======== DATA SHOWN ========

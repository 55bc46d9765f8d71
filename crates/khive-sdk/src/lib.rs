//! K-Hive SDK - 学生论坛客户端数据层
//!
//! 本 SDK 为 K-Hive 论坛的各类宿主应用（桌面、TUI、移动 FFI）提供
//! 完整的客户端数据能力，包括：
//! - 📄 帖子/评论/回复的类型化 REST 访问
//! - 🗂 进程级查询缓存：复合键索引、新鲜度跟踪、过期拉取
//! - ⚡ 乐观变更同步：投票/编辑/删除零延迟生效，失败自动回滚
//! - 🔐 认证会话：令牌注入、401 会话过期广播、登出清理
//! - 📤 媒体上传：签发地址 + multipart 上传
//! - ⚙️ 事件系统：变更结果统一广播给展示层
//!
//! # 快速开始
//!
//! ```rust,no_run
//! use khive_sdk::{KHiveConfig, KHiveSDK, SortKind, VoteDirection};
//!
//! #[tokio::main]
//! async fn main() -> Result<(), Box<dyn std::error::Error>> {
//!     // 配置 SDK
//!     let config = KHiveConfig::builder()
//!         .base_url("https://forum.example.com/api")
//!         .build();
//!
//!     // 初始化 SDK
//!     let sdk = KHiveSDK::initialize(config)?;
//!
//!     // OAuth 回调拿到令牌后注入
//!     sdk.auth().set_token("access-token");
//!
//!     // 浏览帖子（缓存优先）
//!     let page = sdk.posts().posts(1, SortKind::New, 10).await?;
//!     for post in &page.data {
//!         println!("{}: {}", post.post_id, post.title);
//!     }
//!
//!     // 点赞立即生效，失败自动回滚
//!     sdk.posts().vote_post("p1", VoteDirection::Upvote).await?;
//!
//!     Ok(())
//! }
//! ```

// 导出核心模块
pub mod api;
pub mod auth;
pub mod cache;
pub mod comments;
pub mod error;
pub mod events;
pub mod http_client;
pub mod models;
pub mod mutation;
pub mod posts;
pub mod sdk;
pub mod version;

// 重新导出核心类型，方便使用
pub use api::{AuthApi, CommentsApi, MediaApi, MediaUploadResponse, PostsApi, UploadLink};
pub use auth::AuthManager;
pub use cache::{
    CacheConfig, CachePayload, CacheStats, FetchTicket, Freshness, QueryCache, QueryKey,
    QueryKind,
};
pub use comments::CommentService;
pub use error::{KHiveSDKError, Result};
pub use events::{EventManager, SDKEvent};
pub use http_client::ApiClient;
pub use models::{
    Comment, Confirmation, MutationDelta, MutationScope, NewComment, NewPost, Page, Pagination,
    Post, PostUpdate, SortKind, User, UserUpdate, VoteCounts, VoteDirection,
};
pub use mutation::{MutationGuard, MutationState, MutationTarget, OptimisticSynchronizer};
pub use posts::PostService;
pub use sdk::{HttpClientConfig, KHiveConfig, KHiveConfigBuilder, KHiveSDK};
pub use version::SDK_VERSION;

========

→ **EXERCISE DESCRIPTION**
Working from the material above, retype it in its entirety without change.

→ **EXERCISE SOLUTION**
repository 55bc46d9765f8d71
filename crates/khive-sdk/src/lib.rs
//! K-Hive SDK - 学生论坛客户端数据层
//!
//! 本 SDK 为 K-Hive 论坛的各类宿主应用（桌面、TUI、移动 FFI）提供
//! 完整的客户端数据能力，包括：
//! - 📄 帖子/评论/回复的类型化 REST 访问
//! - 🗂 进程级查询缓存：复合键索引、新鲜度跟踪、过期拉取
//! - ⚡ 乐观变更同步：投票/编辑/删除零延迟生效，失败自动回滚
//! - 🔐 认证会话：令牌注入、401 会话过期广播、登出清理
//! - 📤 媒体上传：签发地址 + multipart 上传
//! - ⚙️ 事件系统：变更结果统一广播给展示层
//!
//! # 快速开始
//!
//! ```rust,no_run
//! use khive_sdk::{KHiveConfig, KHiveSDK, SortKind, VoteDirection};
//!
//! #[tokio::main]
//! async fn main() -> Result<(), Box<dyn std::error::Error>> {
//!     // 配置 SDK
//!     let config = KHiveConfig::builder()
//!         .base_url("https://forum.example.com/api")
//!         .build();
//!
//!     // 初始化 SDK
//!     let sdk = KHiveSDK::initialize(config)?;
//!
//!     // OAuth 回调拿到令牌后注入
//!     sdk.auth().set_token("access-token");
//!
//!     // 浏览帖子（缓存优先）
//!     let page = sdk.posts().posts(1, SortKind::New, 10).await?;
//!     for post in &page.data {
//!         println!("{}: {}", post.post_id, post.title);
//!     }
//!
//!     // 点赞立即生效，失败自动回滚
//!     sdk.posts().vote_post("p1", VoteDirection::Upvote).await?;
//!
//!     Ok(())
//! }
//! ```

// 导出核心模块
pub mod api;
pub mod auth;
pub mod cache;
pub mod comments;
pub mod error;
pub mod events;
pub mod http_client;
pub mod models;
pub mod mutation;
pub mod posts;
pub mod sdk;
pub mod version;

// 重新导出核心类型，方便使用
pub use api::{AuthApi, CommentsApi, MediaApi, MediaUploadResponse, PostsApi, UploadLink};
pub use auth::AuthManager;
pub use cache::{
    CacheConfig, CachePayload, CacheStats, FetchTicket, Freshness, QueryCache, QueryKey,
    QueryKind,
};
pub use comments::CommentService;
pub use error::{KHiveSDKError, Result};
pub use events::{EventManager, SDKEvent};
pub use http_client::ApiClient;
pub use models::{
    Comment, Confirmation, MutationDelta, MutationScope, NewComment, NewPost, Page, Pagination,
    Post, PostUpdate, SortKind, User, UserUpdate, VoteCounts, VoteDirection,
};
pub use mutation::{MutationGuard, MutationState, MutationTarget, OptimisticSynchronizer};
pub use posts::PostService;
pub use sdk::{HttpClientConfig, KHiveConfig, KHiveConfigBuilder, KHiveSDK};
pub use version::SDK_VERSION;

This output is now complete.